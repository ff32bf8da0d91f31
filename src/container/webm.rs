//! WebM muxer for a single video track
//!
//! Writes the file front to back and patches the few forward references
//! (segment size, duration, seek head) on `finish`. Clusters are buffered in
//! memory so every cluster carries a known size, and keyframe clusters are
//! indexed in Cues to keep the output seekable.

use super::ebml::{self, id};
use bytes::{BufMut, BytesMut};
use std::io::{self, Seek, SeekFrom, Write};

/// Bytes reserved after the Segment header for the seek head
const SEEK_HEAD_RESERVED: usize = 128;

/// Start a new cluster on a keyframe once the current one is this long
const CLUSTER_TARGET_MS: u64 = 1000;

const TRACK_NUMBER: u64 = 1;
const TRACK_TYPE_VIDEO: u64 = 1;
const TIMECODE_SCALE_NS: u64 = 1_000_000;
const APP_NAME: &str = concat!("rtc-recorder ", env!("CARGO_PKG_VERSION"));

/// Description of the single video track
#[derive(Debug, Clone)]
pub struct VideoTrackSpec {
    pub codec_id: &'static str,
    pub name: String,
    pub width: u16,
    pub height: u16,
    pub uid: u64,
}

struct OpenCluster {
    timecode: u64,
    starts_with_keyframe: bool,
    blocks: BytesMut,
}

/// Streaming WebM writer
pub struct WebmMuxer<W: Write + Seek> {
    writer: W,
    segment_size_pos: u64,
    segment_data_start: u64,
    seek_head_pos: u64,
    duration_pos: u64,
    info_pos: u64,
    tracks_pos: u64,
    cluster: Option<OpenCluster>,
    /// (cue time, cluster position relative to the segment data)
    cues: Vec<(u64, u64)>,
    max_timestamp: u64,
    frames: u64,
}

impl<W: Write + Seek> WebmMuxer<W> {
    /// Write the EBML header, segment header, Info and Tracks.
    pub fn new(mut writer: W, track: &VideoTrackSpec, segment_uid: [u8; 16]) -> io::Result<Self> {
        let file_start = writer.stream_position()?;
        let mut buf = BytesMut::with_capacity(512);

        let mut ebml_header = BytesMut::new();
        ebml::put_uint(&mut ebml_header, id::EBML_VERSION, 1);
        ebml::put_uint(&mut ebml_header, id::EBML_READ_VERSION, 1);
        ebml::put_uint(&mut ebml_header, id::EBML_MAX_ID_LENGTH, 4);
        ebml::put_uint(&mut ebml_header, id::EBML_MAX_SIZE_LENGTH, 8);
        ebml::put_string(&mut ebml_header, id::DOC_TYPE, "webm");
        ebml::put_uint(&mut ebml_header, id::DOC_TYPE_VERSION, 4);
        ebml::put_uint(&mut ebml_header, id::DOC_TYPE_READ_VERSION, 2);
        ebml::put_master(&mut buf, id::EBML, &ebml_header);

        ebml::put_id(&mut buf, id::SEGMENT);
        let segment_size_pos = file_start + buf.len() as u64;
        buf.put_slice(&ebml::UNKNOWN_SIZE);
        let segment_data_start = file_start + buf.len() as u64;

        let seek_head_pos = segment_data_start;
        ebml::put_void(&mut buf, SEEK_HEAD_RESERVED);

        let info_pos = file_start + buf.len() as u64 - segment_data_start;
        let mut info = BytesMut::new();
        ebml::put_uint(&mut info, id::TIMECODE_SCALE, TIMECODE_SCALE_NS);
        ebml::put_binary(&mut info, id::SEGMENT_UID, &segment_uid);
        ebml::put_string(&mut info, id::MUXING_APP, APP_NAME);
        ebml::put_string(&mut info, id::WRITING_APP, APP_NAME);
        ebml::put_float(&mut info, id::DURATION, 0.0);
        ebml::put_master(&mut buf, id::INFO, &info);
        // Duration is the last element of Info; its 8-byte payload ends the buffer
        let duration_pos = file_start + buf.len() as u64 - 8;

        let tracks_pos = file_start + buf.len() as u64 - segment_data_start;
        let mut video = BytesMut::new();
        ebml::put_uint(&mut video, id::PIXEL_WIDTH, u64::from(track.width));
        ebml::put_uint(&mut video, id::PIXEL_HEIGHT, u64::from(track.height));
        let mut entry = BytesMut::new();
        ebml::put_uint(&mut entry, id::TRACK_NUMBER, TRACK_NUMBER);
        ebml::put_uint(&mut entry, id::TRACK_UID, track.uid.max(1));
        ebml::put_uint(&mut entry, id::TRACK_TYPE, TRACK_TYPE_VIDEO);
        ebml::put_uint(&mut entry, id::FLAG_LACING, 0);
        ebml::put_string(&mut entry, id::CODEC_ID, track.codec_id);
        ebml::put_string(&mut entry, id::NAME, &track.name);
        ebml::put_master(&mut entry, id::VIDEO, &video);
        let mut tracks = BytesMut::new();
        ebml::put_master(&mut tracks, id::TRACK_ENTRY, &entry);
        ebml::put_master(&mut buf, id::TRACKS, &tracks);

        writer.write_all(&buf)?;
        writer.flush()?;

        Ok(Self {
            writer,
            segment_size_pos,
            segment_data_start,
            seek_head_pos,
            duration_pos,
            info_pos,
            tracks_pos,
            cluster: None,
            cues: Vec::new(),
            max_timestamp: 0,
            frames: 0,
        })
    }

    /// Number of frames appended so far
    pub fn frames(&self) -> u64 {
        self.frames
    }

    /// Append one frame as a SimpleBlock
    pub fn write_frame(&mut self, keyframe: bool, timestamp_ms: u64, payload: &[u8]) -> io::Result<()> {
        let needs_new_cluster = match &self.cluster {
            None => true,
            Some(cluster) => {
                let relative = timestamp_ms as i64 - cluster.timecode as i64;
                relative < i64::from(i16::MIN)
                    || relative > i64::from(i16::MAX)
                    || (keyframe && relative >= CLUSTER_TARGET_MS as i64)
            }
        };

        if needs_new_cluster {
            self.flush_cluster()?;
            self.cluster = Some(OpenCluster {
                timecode: timestamp_ms,
                starts_with_keyframe: keyframe,
                blocks: BytesMut::new(),
            });
        }

        if let Some(cluster) = self.cluster.as_mut() {
            let relative = (timestamp_ms as i64 - cluster.timecode as i64) as i16;
            ebml::put_header(&mut cluster.blocks, id::SIMPLE_BLOCK, 4 + payload.len() as u64);
            // track number as a 1-byte vint
            cluster.blocks.put_u8(0x80 | TRACK_NUMBER as u8);
            cluster.blocks.put_i16(relative);
            cluster.blocks.put_u8(if keyframe { 0x80 } else { 0x00 });
            cluster.blocks.put_slice(payload);
        }

        self.max_timestamp = self.max_timestamp.max(timestamp_ms);
        self.frames += 1;
        Ok(())
    }

    fn flush_cluster(&mut self) -> io::Result<()> {
        let Some(cluster) = self.cluster.take() else {
            return Ok(());
        };

        let position = self.writer.stream_position()? - self.segment_data_start;
        if cluster.starts_with_keyframe {
            self.cues.push((cluster.timecode, position));
        }

        let mut timecode = BytesMut::new();
        ebml::put_uint(&mut timecode, id::TIMECODE, cluster.timecode);

        let mut head = BytesMut::new();
        ebml::put_header(&mut head, id::CLUSTER, (timecode.len() + cluster.blocks.len()) as u64);
        self.writer.write_all(&head)?;
        self.writer.write_all(&timecode)?;
        self.writer.write_all(&cluster.blocks)?;
        Ok(())
    }

    /// Flush the last cluster, write Cues and patch the forward references.
    /// Returns the underlying writer positioned at the end of the file.
    pub fn finish(mut self) -> io::Result<W> {
        self.flush_cluster()?;

        let mut cues_pos = None;
        if !self.cues.is_empty() {
            cues_pos = Some(self.writer.stream_position()? - self.segment_data_start);
            let mut cues = BytesMut::new();
            for (time, position) in &self.cues {
                let mut positions = BytesMut::new();
                ebml::put_uint(&mut positions, id::CUE_TRACK, TRACK_NUMBER);
                ebml::put_uint(&mut positions, id::CUE_CLUSTER_POSITION, *position);
                let mut point = BytesMut::new();
                ebml::put_uint(&mut point, id::CUE_TIME, *time);
                ebml::put_master(&mut point, id::CUE_TRACK_POSITIONS, &positions);
                ebml::put_master(&mut cues, id::CUE_POINT, &point);
            }
            let mut element = BytesMut::new();
            ebml::put_master(&mut element, id::CUES, &cues);
            self.writer.write_all(&element)?;
        }

        let end = self.writer.stream_position()?;

        self.writer.seek(SeekFrom::Start(self.segment_size_pos))?;
        self.writer.write_all(&ebml::size8(end - self.segment_data_start))?;

        self.writer.seek(SeekFrom::Start(self.duration_pos))?;
        self.writer.write_all(&(self.max_timestamp as f64).to_be_bytes())?;

        let mut seeks = vec![(id::INFO, self.info_pos), (id::TRACKS, self.tracks_pos)];
        if let Some(pos) = cues_pos {
            seeks.push((id::CUES, pos));
        }
        let seek_head = build_seek_head(&seeks);
        self.writer.seek(SeekFrom::Start(self.seek_head_pos))?;
        self.writer.write_all(&seek_head)?;

        self.writer.seek(SeekFrom::Start(end))?;
        self.writer.flush()?;
        Ok(self.writer)
    }
}

/// SeekHead padded with a Void to exactly `SEEK_HEAD_RESERVED` bytes
fn build_seek_head(entries: &[(u32, u64)]) -> BytesMut {
    let mut body = BytesMut::new();
    for (element, position) in entries {
        let mut seek = BytesMut::new();
        let element_len = ebml::id_len(*element);
        ebml::put_binary(&mut seek, id::SEEK_ID, &element.to_be_bytes()[4 - element_len..]);
        ebml::put_uint(&mut seek, id::SEEK_POSITION, *position);
        ebml::put_master(&mut body, id::SEEK, &seek);
    }

    let mut out = BytesMut::with_capacity(SEEK_HEAD_RESERVED);
    ebml::put_master(&mut out, id::SEEK_HEAD, &body);
    let pad = SEEK_HEAD_RESERVED - out.len();
    ebml::put_void(&mut out, pad);
    out
}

* _REQUIRED WORK_: Look through the entries and find each line that has the string "bool". Copy those lines.

* _RESULT FOR THIS EXERCISE_:
    starts_with_keyframe: bool,
    pub fn write_frame(&mut self, keyframe: bool, timestamp_ms: u64, payload: &[u8]) -> io::Result<()> {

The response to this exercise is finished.